Nicole Hlavacek and Erin Yarborough, both University of Wyoming pharmacy students, will represent the School of Pharmacy at the national Clinical Skills Competition in Orlando, Fla., during December.

The two, who beat out five other UW teams, will attend the national competition as part of the American Society of Health-System Pharmacists (ASHP) Midyear Clinical Meeting.

“To prepare for the upcoming competition in Orlando, Erin and I are working through practice patient cases. We are reviewing disease state guidelines, Centers for Disease Control and Prevention immunization schedules and health care maintenance recommendations,” says Hlavacek, from Loveland, Colo. “Most importantly, we are going to discuss the strategies we utilized to work through the case and presentation. We will not know the national case until we are doing the competition, so focusing on ways to improve the process of the competition will be the most valuable for us.”

During September, the School of Pharmacy held the local ASHP Clinical Skills Competition for all third- and fourth-year pharmacy students. The competition included a two-hour evaluation of a patient case; the development of a written care plan; and a two-minute oral presentation followed by a question-and-answer session.

Hlavacek says teams were given two hours to evaluate a patient case and develop a care plan for managing the patient’s acute and chronic problems. The two succeeded because there was mutual trust; the two were detail-oriented; and both prioritized patient care, Hlavacek says.

“We had to prioritize recommendations -- based upon the patient’s clinical presentation -- using the knowledge and critical-thinking skills that we have developed throughout pharmacy school. The case was designed to reflect real pharmacy issues that we are faced with during our P4 rotation year,” she says. “The goal was to be able to provide recommendations for the treatment and monitoring of potential problems that we found throughout the case based upon guidelines and current clinical data.”

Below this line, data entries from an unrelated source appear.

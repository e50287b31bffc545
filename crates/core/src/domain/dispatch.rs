use chrono::{DateTime, Utc};
use serde::{Deserialize, Serialize};

use crate::domain::session::AccountId;
use crate::domain::template::TemplateId;
use crate::domain::vendor::VendorId;
use crate::errors::DomainError;

/// Unique key of a dispatch: one record per (template, vendor) pair.
#[derive(Clone, Debug, PartialEq, Eq, Hash, PartialOrd, Ord, Serialize, Deserialize)]
pub struct DispatchKey {
    pub template_id: TemplateId,
    pub vendor_id: VendorId,
}

impl DispatchKey {
    pub fn new(template_id: TemplateId, vendor_id: VendorId) -> Self {
        Self { template_id, vendor_id }
    }
}

impl std::fmt::Display for DispatchKey {
    fn fmt(&self, f: &mut std::fmt::Formatter<'_>) -> std::fmt::Result {
        write!(f, "{}/{}", self.template_id.0, self.vendor_id)
    }
}

#[derive(Clone, Copy, Debug, PartialEq, Eq, Hash, Serialize, Deserialize)]
#[serde(rename_all = "snake_case")]
pub enum DispatchStatus {
    Pending,
    Sent,
    Failed,
}

impl DispatchStatus {
    pub fn as_str(&self) -> &'static str {
        match self {
            Self::Pending => "pending",
            Self::Sent => "sent",
            Self::Failed => "failed",
        }
    }

    pub fn parse(value: &str) -> Option<Self> {
        match value.trim().to_ascii_lowercase().as_str() {
            "pending" => Some(Self::Pending),
            "sent" => Some(Self::Sent),
            "failed" => Some(Self::Failed),
            _ => None,
        }
    }

    /// Nothing re-enters `Pending`, nothing leaves `Sent`.
    pub fn can_transition_to(&self, next: &Self) -> bool {
        matches!(
            (self, next),
            (Self::Pending, Self::Sent)
                | (Self::Pending, Self::Failed)
                | (Self::Failed, Self::Sent)
                | (Self::Failed, Self::Failed)
        )
    }

    pub fn transition_to(&self, next: Self) -> Result<Self, DomainError> {
        if self.can_transition_to(&next) {
            Ok(next)
        } else {
            Err(DomainError::InvalidDispatchTransition { from: *self, to: next })
        }
    }
}

#[derive(Clone, Debug, PartialEq, Eq, Serialize, Deserialize)]
pub struct DispatchRecord {
    pub key: DispatchKey,
    /// Mailbox the template was sent from; thread fetches run as this account.
    pub sender: AccountId,
    pub vendor_name: String,
    pub vendor_email: String,
    pub status: DispatchStatus,
    pub thread_id: Option<String>,
    pub message_id: Option<String>,
    pub sent_at: Option<DateTime<Utc>>,
    pub failure_reason: Option<String>,
    pub attempts: u32,
    pub created_at: DateTime<Utc>,
    pub updated_at: DateTime<Utc>,
}

impl DispatchRecord {
    pub fn pending(
        key: DispatchKey,
        sender: AccountId,
        vendor_name: impl Into<String>,
        vendor_email: impl Into<String>,
        now: DateTime<Utc>,
    ) -> Self {
        Self {
            key,
            sender,
            vendor_name: vendor_name.into(),
            vendor_email: vendor_email.into(),
            status: DispatchStatus::Pending,
            thread_id: None,
            message_id: None,
            sent_at: None,
            failure_reason: None,
            attempts: 0,
            created_at: now,
            updated_at: now,
        }
    }

    pub fn is_sent(&self) -> bool {
        self.status == DispatchStatus::Sent
    }

    pub fn mark_sent(
        &mut self,
        thread_id: impl Into<String>,
        message_id: impl Into<String>,
        now: DateTime<Utc>,
    ) -> Result<(), DomainError> {
        self.status = self.status.transition_to(DispatchStatus::Sent)?;
        self.thread_id = Some(thread_id.into());
        self.message_id = Some(message_id.into());
        self.sent_at = Some(now);
        self.failure_reason = None;
        self.attempts += 1;
        self.updated_at = now;
        Ok(())
    }

    pub fn mark_failed(
        &mut self,
        reason: impl Into<String>,
        now: DateTime<Utc>,
    ) -> Result<(), DomainError> {
        self.status = self.status.transition_to(DispatchStatus::Failed)?;
        self.failure_reason = Some(reason.into());
        self.attempts += 1;
        self.updated_at = now;
        Ok(())
    }
}

#[derive(Clone, Copy, Debug, Default, PartialEq, Eq, Serialize, Deserialize)]
pub struct DispatchStats {
    pub sent: usize,
    pub failed: usize,
    pub pending: usize,
    pub total: usize,
}

impl DispatchStats {
    pub fn tally<'a>(records: impl IntoIterator<Item = &'a DispatchRecord>) -> Self {
        records.into_iter().fold(Self::default(), |mut stats, record| {
            match record.status {
                DispatchStatus::Sent => stats.sent += 1,
                DispatchStatus::Failed => stats.failed += 1,
                DispatchStatus::Pending => stats.pending += 1,
            }
            stats.total += 1;
            stats
        })
    }
}

#[cfg(test)]
mod tests {
    use chrono::Utc;

    use super::{DispatchKey, DispatchRecord, DispatchStats, DispatchStatus};
    use crate::domain::session::AccountId;
    use crate::domain::template::TemplateId;
    use crate::domain::vendor::VendorId;
    use crate::errors::DomainError;

    fn record(vendor: i64) -> DispatchRecord {
        DispatchRecord::pending(
            DispatchKey::new(TemplateId("T-1".to_owned()), VendorId(vendor)),
            AccountId("buyer@acme.test".to_owned()),
            "Vendor",
            "sales@vendor.test",
            Utc::now(),
        )
    }

    #[test]
    fn transition_table_never_reopens_pending_or_leaves_sent() {
        use DispatchStatus::{Failed, Pending, Sent};

        assert!(Pending.can_transition_to(&Sent));
        assert!(Pending.can_transition_to(&Failed));
        assert!(Failed.can_transition_to(&Sent));
        assert!(Failed.can_transition_to(&Failed));

        assert!(!Failed.can_transition_to(&Pending));
        assert!(!Sent.can_transition_to(&Pending));
        assert!(!Sent.can_transition_to(&Failed));
        assert!(!Sent.can_transition_to(&Sent));
        assert!(!Pending.can_transition_to(&Pending));
    }

    #[test]
    fn failed_record_can_be_retried_into_sent() {
        let mut record = record(1);
        record.mark_failed("smtp 550", Utc::now()).expect("pending -> failed");
        assert_eq!(record.failure_reason.as_deref(), Some("smtp 550"));

        record.mark_sent("thr-1", "msg-1", Utc::now()).expect("failed -> sent");
        assert_eq!(record.status, DispatchStatus::Sent);
        assert_eq!(record.thread_id.as_deref(), Some("thr-1"));
        assert!(record.failure_reason.is_none());
        assert_eq!(record.attempts, 2);

        let error = record.mark_failed("late", Utc::now()).expect_err("sent is terminal");
        assert_eq!(
            error,
            DomainError::InvalidDispatchTransition {
                from: DispatchStatus::Sent,
                to: DispatchStatus::Failed
            }
        );
    }

    #[test]
    fn stats_tally_counts_every_status() {
        let mut sent = record(1);
        sent.mark_sent("thr", "msg", Utc::now()).expect("sent");
        let mut failed = record(2);
        failed.mark_failed("bounce", Utc::now()).expect("failed");
        let pending = record(3);

        let stats = DispatchStats::tally([&sent, &failed, &pending]);
        assert_eq!(stats, DispatchStats { sent: 1, failed: 1, pending: 1, total: 3 });
    }
}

Hlavacek says she was always interested in pursuing a career in the medical field. She specifically chose pharmacy because she had an interest in learning about pharmaceutical sciences and wanted a rewarding career with the ability to help others.

“Pharmacy is an amazing profession, and the roles that pharmacists are able to have in the health care field are continuing to expand,” she says. “I am looking forward to seeing how the profession evolves, and I will enjoy being able to help the public along the way.”

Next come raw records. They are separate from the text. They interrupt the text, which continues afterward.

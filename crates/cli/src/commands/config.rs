use std::env;
use std::fs;
use std::path::Path;

use rfpdesk_core::config::{resolve_config_path, AppConfig, LoadOptions};
use secrecy::{ExposeSecret, SecretString};
use toml::Value;

use crate::commands::{CommandResult, EXIT_CONFIG};

pub fn run() -> CommandResult {
    let config = match AppConfig::load(LoadOptions::default()) {
        Ok(config) => config,
        Err(error) => {
            return CommandResult::failure(
                "config",
                "config_validation",
                format!("config validation failed: {error}"),
                EXIT_CONFIG,
            );
        }
    };
    CommandResult::success("config", render(&config))
}

pub fn render(config: &AppConfig) -> String {
    let config_file_path = resolve_config_path(None);
    let config_file_doc = load_config_file_doc(config_file_path.as_deref());

    let fields: Vec<(&str, String)> = vec![
        ("database.url", config.database.url.clone()),
        ("database.max_connections", config.database.max_connections.to_string()),
        ("database.timeout_secs", config.database.timeout_secs.to_string()),
        ("llm.provider", config.llm.provider.as_str().to_string()),
        ("llm.model", config.llm.model.clone()),
        ("llm.base_url", config.llm.base_url.clone().unwrap_or_else(|| "<unset>".to_string())),
        ("llm.api_key", redact_secret(config.llm.api_key.as_ref())),
        ("llm.timeout_secs", config.llm.timeout_secs.to_string()),
        ("llm.max_retries", config.llm.max_retries.to_string()),
        ("mail.transport", config.mail.transport.as_str().to_string()),
        ("mail.gateway_url", config.mail.gateway_url.clone().unwrap_or_else(|| "<unset>".to_string())),
        ("mail.api_token", redact_secret(config.mail.api_token.as_ref())),
        ("mail.timeout_secs", config.mail.timeout_secs.to_string()),
        ("server.bind_address", config.server.bind_address.clone()),
        ("server.port", config.server.port.to_string()),
        ("server.graceful_shutdown_secs", config.server.graceful_shutdown_secs.to_string()),
        ("rfp.required_fields", config.rfp.required_fields.join(",")),
        ("rfp.default_top_n", config.rfp.default_top_n.to_string()),
        ("scoring.verification_weight", config.scoring.verification_weight.to_string()),
        ("scoring.rating_weight", config.scoring.rating_weight.to_string()),
        ("scoring.delivery_weight", config.scoring.delivery_weight.to_string()),
        ("logging.level", config.logging.level.clone()),
        ("logging.format", format!("{:?}", config.logging.format).to_lowercase()),
    ];

    let mut lines = vec!["effective config (source precedence: env > file > default):".to_string()];
    lines.extend(fields.into_iter().map(|(key, value)| {
        let source = field_source(
            key,
            &env_key(key),
            config_file_doc.as_ref(),
            config_file_path.as_deref(),
        );
        render_line(key, &value, source)
    }));
    lines.join("\n")
}

/// `llm.api_key` reads from `RFPDESK_LLM_API_KEY`.
fn env_key(key_path: &str) -> String {
    format!("RFPDESK_{}", key_path.replace('.', "_").to_uppercase())
}

fn load_config_file_doc(path: Option<&Path>) -> Option<Value> {
    let path = path?;
    let raw = fs::read_to_string(path).ok()?;
    raw.parse::<Value>().ok()
}

fn field_source(
    key_path: &str,
    env_key: &str,
    config_file_doc: Option<&Value>,
    config_file_path: Option<&Path>,
) -> String {
    if env::var_os(env_key).is_some() {
        return format!("env ({env_key})");
    }

    if let Some(doc) = config_file_doc {
        if contains_path(doc, key_path) {
            let file_path = config_file_path
                .map(|path| path.display().to_string())
                .unwrap_or_else(|| "config file".to_string());
            return format!("file ({file_path})");
        }
    }

    "default".to_string()
}

fn contains_path(root: &Value, key_path: &str) -> bool {
    let mut current = root;
    for key in key_path.split('.') {
        let Some(next) = current.get(key) else {
            return false;
        };
        current = next;
    }
    true
}

fn render_line(key: &str, value: &str, source: String) -> String {
    format!("- {key} = {value} (source: {source})")
}

fn redact_secret(secret: Option<&SecretString>) -> String {
    let Some(secret) = secret else {
        return "<unset>".to_string();
    };
    let trimmed = secret.expose_secret().trim();
    if trimmed.is_empty() {
        return "<empty>".to_string();
    }

    if let Some((prefix, _)) = trimmed.split_once('-') {
        return format!("{prefix}-***");
    }

    "<redacted>".to_string()
}

#[cfg(test)]
mod tests {
    use secrecy::SecretString;

    use super::{contains_path, env_key, redact_secret};

    #[test]
    fn secrets_keep_only_their_prefix() {
        let key = SecretString::from("sk-live-123456".to_string());
        assert_eq!(redact_secret(Some(&key)), "sk-***");
        let token = SecretString::from("opaque".to_string());
        assert_eq!(redact_secret(Some(&token)), "<redacted>");
        assert_eq!(redact_secret(None), "<unset>");
    }

    #[test]
    fn env_keys_and_file_paths_follow_key_path() {
        assert_eq!(env_key("server.graceful_shutdown_secs"), "RFPDESK_SERVER_GRACEFUL_SHUTDOWN_SECS");
        let doc = "[mail]\ngateway_url = \"https://mail.internal\"\n".parse::<toml::Value>().expect("toml");
        assert!(contains_path(&doc, "mail.gateway_url"));
        assert!(!contains_path(&doc, "mail.api_token"));
    }
}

Yarborough, of Bandera, Texas, has similar thoughts about the profession.

“I chose this path because I wanted a career in the medical field. After taking a pharmacy technician class, I grew to love pharmacology,” Yarborough says. “During the class, a teacher suggested I become a pharmacist. I never thought I had the ability to attain such a prestigious professional degree but, now, almost seven years later, my dream is close to completion. I am becoming a pharmacist so I can help people live healthier lives while having the financial stability to take care of my family.”

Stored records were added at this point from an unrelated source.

use std::collections::BTreeMap;

use rust_decimal::Decimal;

use crate::domain::quotation::Quotation;
use crate::domain::vendor::VendorId;

/// Lowest non-null amount per vendor. Vendors with only unpriced replies are absent.
pub fn scored_amounts(quotations: &[Quotation]) -> BTreeMap<VendorId, Decimal> {
    let mut amounts = BTreeMap::new();
    for quotation in quotations {
        let Some(amount) = quotation.quoted_amount else {
            continue;
        };
        amounts
            .entry(quotation.key.vendor_id)
            .and_modify(|current: &mut Decimal| *current = (*current).min(amount))
            .or_insert(amount);
    }
    amounts
}

#[derive(Clone, Debug, PartialEq, Eq)]
pub struct LowestQuote {
    pub vendor_id: VendorId,
    pub amount: Decimal,
    pub quotation: Quotation,
}

/// Raw lowest-quote selection used when a template has no scores yet.
///
/// Per vendor the quotation with the minimum amount wins, the earliest one on
/// equal amounts. Vendors are then ordered by that amount ascending, ties by
/// the winning quotation's `received_at`, then by vendor id.
pub fn lowest_quotes(quotations: &[Quotation]) -> Vec<LowestQuote> {
    let mut best: BTreeMap<VendorId, &Quotation> = BTreeMap::new();
    for quotation in quotations.iter().filter(|quotation| quotation.is_priced()) {
        best.entry(quotation.key.vendor_id)
            .and_modify(|current| {
                if beats(quotation, *current) {
                    *current = quotation;
                }
            })
            .or_insert(quotation);
    }

    let mut selected = best
        .into_iter()
        .filter_map(|(vendor_id, quotation)| {
            quotation.quoted_amount.map(|amount| LowestQuote {
                vendor_id,
                amount,
                quotation: quotation.clone(),
            })
        })
        .collect::<Vec<_>>();

    selected.sort_by(|left, right| {
        left.amount
            .cmp(&right.amount)
            .then_with(|| left.quotation.received_at.cmp(&right.quotation.received_at))
            .then_with(|| left.vendor_id.cmp(&right.vendor_id))
    });
    selected
}

fn beats(candidate: &Quotation, current: &Quotation) -> bool {
    match (candidate.quoted_amount, current.quoted_amount) {
        (Some(candidate_amount), Some(current_amount)) => {
            candidate_amount < current_amount
                || (candidate_amount == current_amount && candidate.received_at < current.received_at)
        }
        (Some(_), None) => true,
        _ => false,
    }
}

#[cfg(test)]
mod tests {
    use chrono::{Duration, TimeZone, Utc};
    use rust_decimal::Decimal;

    use super::{lowest_quotes, scored_amounts};
    use crate::domain::dispatch::DispatchKey;
    use crate::domain::quotation::{MessageId, Quotation, QuotationId};
    use crate::domain::template::TemplateId;
    use crate::domain::vendor::VendorId;

    fn quotation(vendor: i64, message: &str, amount: Option<i64>, minutes: i64) -> Quotation {
        let base = Utc.with_ymd_and_hms(2026, 3, 1, 9, 0, 0).single().expect("valid timestamp");
        Quotation {
            id: QuotationId(format!("Q-{message}")),
            key: DispatchKey::new(TemplateId("T-1".to_owned()), VendorId(vendor)),
            message_id: MessageId(message.to_owned()),
            subject: "Re: RFP".to_owned(),
            body: String::new(),
            quoted_amount: amount.map(|value| Decimal::new(value, 0)),
            currency: amount.map(|_| "USD".to_owned()),
            received_at: base + Duration::minutes(minutes),
            is_reviewed: false,
            notes: None,
        }
    }

    #[test]
    fn lowest_quote_fallback_orders_vendors_by_amount() {
        let quotations = vec![
            quotation(2, "b1", Some(15_000), 0),
            quotation(1, "a1", Some(16_000), 1),
            quotation(1, "a2", Some(14_500), 2),
            quotation(3, "c1", None, 3),
        ];

        let lowest = lowest_quotes(&quotations);
        let order = lowest.iter().map(|entry| entry.vendor_id.0).collect::<Vec<_>>();
        assert_eq!(order, vec![1, 2]);
        assert_eq!(lowest[0].quotation.message_id.0, "a2");
        assert_eq!(lowest[0].amount, Decimal::new(14_500, 0));
    }

    #[test]
    fn equal_amounts_break_ties_by_earliest_receipt_then_vendor() {
        let quotations = vec![
            quotation(7, "late", Some(900), 30),
            quotation(7, "early", Some(900), 5),
            quotation(4, "v4", Some(900), 10),
            quotation(2, "v2", Some(900), 10),
        ];

        let lowest = lowest_quotes(&quotations);
        assert_eq!(lowest[0].vendor_id, VendorId(7));
        assert_eq!(lowest[0].quotation.message_id.0, "early");
        let rest = lowest[1..].iter().map(|entry| entry.vendor_id.0).collect::<Vec<_>>();
        assert_eq!(rest, vec![2, 4]);
    }

    #[test]
    fn scored_amounts_skip_unpriced_vendors() {
        let quotations = vec![
            quotation(1, "a1", Some(300), 0),
            quotation(1, "a2", Some(250), 1),
            quotation(2, "b1", None, 2),
        ];

        let amounts = scored_amounts(&quotations);
        assert_eq!(amounts.len(), 1);
        assert_eq!(amounts.get(&VendorId(1)), Some(&Decimal::new(250, 0)));
    }
}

Yarborough adds she is working toward becoming an ICU or emergency department pharmacist because she enjoys working in a fast-paced environment in high-pressure trauma situations while using her clinical knowledge. She hopes to pursue a residency program after graduation so that she can specialize in this field. 

Danielle Trierweiler, of Cheyenne, and Christina Wilkinson, of Colorado Springs, Colo., placed second in the local ASHP Clinical Skills Competition.